The problem: Scan the records below for the string "data" and return every line where it appears.

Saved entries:
________________________

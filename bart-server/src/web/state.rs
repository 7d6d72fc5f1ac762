//! Application state for the web layer.

use std::sync::Arc;

use crate::bart::Feed;
use crate::poll::{PollerHandle, Selection};

use super::routes::AppError;

/// Shared application state.
#[derive(Clone)]
pub struct AppState {
    /// Upstream feed, if one could be configured
    feed: Option<Arc<Feed>>,

    /// Background board refresh for the current selection
    poller: Option<PollerHandle>,

    /// Why there is no feed
    setup_error: Option<Arc<str>>,

    /// Station and direction `/departures` falls back to
    pub defaults: Selection,

    /// Seconds between board refreshes, for the page's own reload
    pub refresh_secs: u64,
}

impl AppState {
    /// Create a new app state.
    pub fn new(feed: Arc<Feed>, poller: PollerHandle, refresh_secs: u64) -> Self {
        let defaults = poller.selection();
        Self {
            feed: Some(feed),
            poller: Some(poller),
            setup_error: None,
            defaults,
            refresh_secs,
        }
    }

    /// State for a server with no usable feed. Feed endpoints answer 500
    /// with `reason`.
    pub fn unconfigured(reason: impl Into<String>, defaults: Selection) -> Self {
        let reason: String = reason.into();
        Self {
            feed: None,
            poller: None,
            setup_error: Some(reason.into()),
            defaults,
            refresh_secs: 30,
        }
    }

    pub fn feed(&self) -> Result<&Feed, AppError> {
        self.feed.as_deref().ok_or_else(|| self.not_configured())
    }

    pub fn poller(&self) -> Result<&PollerHandle, AppError> {
        self.poller.as_ref().ok_or_else(|| self.not_configured())
    }

    fn not_configured(&self) -> AppError {
        AppError::Config {
            message: self
                .setup_error
                .as_deref()
                .unwrap_or("feed not configured")
                .to_string(),
        }
    }
}
//! Poll state for one selection.
//!
//! A `PollState` belongs to exactly one [`Selection`]. Changing the
//! selection replaces the whole state with a fresh, idle one. Within a
//! selection the state moves `Idle → Fetching → Settled → Fetching → …`,
//! and a cycle's results are only accepted while the state is fetching
//! for that cycle's token.

use std::fmt;

use chrono::NaiveDateTime;
use serde::Serialize;
use tracing::debug;

use crate::bart::EtdBoard;
use crate::board::{
    BoardRow, DestinationMatch, extract_departures, filter_for_destination, project_rows,
};
use crate::domain::{DepartureEstimate, Direction, ResolvedDuration, StationCode};

/// Error returned when a selection names the same station twice.
#[derive(Debug, Clone, PartialEq, Eq, thiserror::Error)]
#[error("origin and destination are both {0}")]
pub struct SameStation(pub StationCode);

/// What the rider is looking at.
#[derive(Debug, Clone, Copy, PartialEq, Eq, Hash, Serialize)]
pub struct Selection {
    pub station: StationCode,
    #[serde(rename = "dir")]
    pub direction: Direction,
    #[serde(rename = "dest")]
    pub destination: StationCode,
}

impl Selection {
    pub fn new(
        station: StationCode,
        direction: Direction,
        destination: StationCode,
    ) -> Result<Self, SameStation> {
        if station == destination {
            return Err(SameStation(station));
        }
        Ok(Self {
            station,
            direction,
            destination,
        })
    }
}

/// Identifies one refresh cycle. Tokens are never reused.
#[derive(Debug, Clone, Copy, PartialEq, Eq, PartialOrd, Ord, Hash)]
pub struct CycleToken(pub u64);

impl fmt::Display for CycleToken {
    fn fmt(&self, f: &mut fmt::Formatter<'_>) -> fmt::Result {
        write!(f, "#{}", self.0)
    }
}

/// Which upstream feed a failure came from.
#[derive(Debug, Clone, Copy, PartialEq, Eq, Serialize)]
#[serde(rename_all = "snake_case")]
pub enum FeedKind {
    Departures,
    Schedule,
}

/// Record of a failed fetch, kept until that feed next succeeds.
#[derive(Debug, Clone, PartialEq, Eq)]
pub struct FeedFailure {
    pub feed: FeedKind,
    pub message: String,
    pub at: NaiveDateTime,
}

/// How a cycle ended.
#[derive(Debug, Clone, Copy, PartialEq, Eq, Serialize)]
#[serde(rename_all = "snake_case")]
pub enum Outcome {
    Success,
    PartialFailure,
    TotalFailure,
}

#[derive(Debug, Clone, Copy, PartialEq, Eq)]
pub enum Phase {
    Idle,
    Fetching(CycleToken),
    Settled(Outcome),
}

/// Departures extracted from one successful real-time fetch.
#[derive(Debug, Clone, PartialEq, Eq)]
pub struct DepartureFeed {
    pub station_name: Option<String>,
    pub generated_at: Option<String>,
    pub estimates: Vec<DepartureEstimate>,
}

impl DepartureFeed {
    pub fn from_board(board: &EtdBoard) -> Self {
        Self {
            station_name: board.station_name.clone(),
            generated_at: board.generated_at.clone(),
            estimates: extract_departures(board),
        }
    }
}

/// Both feed outcomes of one cycle.
#[derive(Debug, Clone)]
pub struct CycleReport {
    pub token: CycleToken,
    pub departures: Result<DepartureFeed, String>,
    pub duration: Result<ResolvedDuration, String>,
}

/// A report arrived for a cycle that is no longer current.
#[derive(Debug, Clone, Copy, PartialEq, Eq, thiserror::Error)]
#[error("cycle {0} is not the active cycle")]
pub struct StaleCycle(pub CycleToken);

/// Latest known good data for a selection.
#[derive(Debug, Clone)]
pub struct PollState {
    selection: Selection,
    phase: Phase,
    cycles: u64,
    departures: Option<DepartureFeed>,
    duration: Option<ResolvedDuration>,
    departures_error: Option<FeedFailure>,
    duration_error: Option<FeedFailure>,
    updated_at: Option<NaiveDateTime>,
}

impl PollState {
    /// A fresh, idle state with no data.
    pub fn new(selection: Selection) -> Self {
        Self {
            selection,
            phase: Phase::Idle,
            cycles: 0,
            departures: None,
            duration: None,
            departures_error: None,
            duration_error: None,
            updated_at: None,
        }
    }

    pub fn selection(&self) -> Selection {
        self.selection
    }

    pub fn phase(&self) -> Phase {
        self.phase
    }

    pub fn duration(&self) -> Option<ResolvedDuration> {
        self.duration
    }

    pub fn departures(&self) -> Option<&DepartureFeed> {
        self.departures.as_ref()
    }

    /// Mark `token` as the cycle in flight.
    pub fn begin_cycle(&mut self, token: CycleToken) {
        self.phase = Phase::Fetching(token);
    }

    /// Apply a finished cycle.
    ///
    /// Each feed is committed on its own: success replaces that field
    /// and clears its error, failure keeps the previous value and
    /// records the error. Reports for any cycle other than the one in
    /// flight are rejected without touching the state.
    pub fn commit(
        &mut self,
        report: CycleReport,
        now: NaiveDateTime,
    ) -> Result<Outcome, StaleCycle> {
        if self.phase != Phase::Fetching(report.token) {
            return Err(StaleCycle(report.token));
        }

        let departures_ok = match report.departures {
            Ok(feed) => {
                self.departures = Some(feed);
                self.departures_error = None;
                true
            }
            Err(message) => {
                debug!(%message, "departures fetch failed; keeping previous board");
                self.departures_error = Some(FeedFailure {
                    feed: FeedKind::Departures,
                    message,
                    at: now,
                });
                false
            }
        };

        let duration_ok = match report.duration {
            Ok(duration) => {
                self.duration = Some(duration);
                self.duration_error = None;
                true
            }
            Err(message) => {
                debug!(%message, "schedule fetch failed; keeping previous duration");
                self.duration_error = Some(FeedFailure {
                    feed: FeedKind::Schedule,
                    message,
                    at: now,
                });
                false
            }
        };

        if departures_ok || duration_ok {
            self.updated_at = Some(now);
        }

        let outcome = match (departures_ok, duration_ok) {
            (true, true) => Outcome::Success,
            (false, false) => Outcome::TotalFailure,
            _ => Outcome::PartialFailure,
        };

        self.cycles += 1;
        self.phase = Phase::Settled(outcome);
        Ok(outcome)
    }

    /// The merged view handed to the presentation layer.
    pub fn snapshot(&self, now: NaiveDateTime, max_rows: usize) -> BoardSnapshot {
        let (rows, destination_match) = match &self.departures {
            Some(feed) => {
                let (estimates, how) =
                    filter_for_destination(feed.estimates.clone(), &self.selection.destination);
                (project_rows(&estimates, self.duration, now, max_rows), Some(how))
            }
            None => (Vec::new(), None),
        };

        BoardSnapshot {
            selection: self.selection,
            phase: self.phase,
            cycles: self.cycles,
            station_name: self
                .departures
                .as_ref()
                .and_then(|f| f.station_name.clone()),
            feed_time: self
                .departures
                .as_ref()
                .and_then(|f| f.generated_at.clone()),
            rows,
            destination_match,
            duration: self.duration,
            departures_error: self.departures_error.clone(),
            duration_error: self.duration_error.clone(),
            updated_at: self.updated_at,
        }
    }
}

/// Published board for one selection at one moment.
#[derive(Debug, Clone, PartialEq, Eq)]
pub struct BoardSnapshot {
    pub selection: Selection,
    pub phase: Phase,
    /// Cycles committed for this selection.
    pub cycles: u64,
    pub station_name: Option<String>,
    pub feed_time: Option<String>,
    pub rows: Vec<BoardRow>,
    /// `None` until the first successful departures fetch.
    pub destination_match: Option<DestinationMatch>,
    pub duration: Option<ResolvedDuration>,
    pub departures_error: Option<FeedFailure>,
    pub duration_error: Option<FeedFailure>,
    pub updated_at: Option<NaiveDateTime>,
}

________________________

Finished exercise:
/// Latest known good data for a selection.
    /// A fresh, idle state with no data.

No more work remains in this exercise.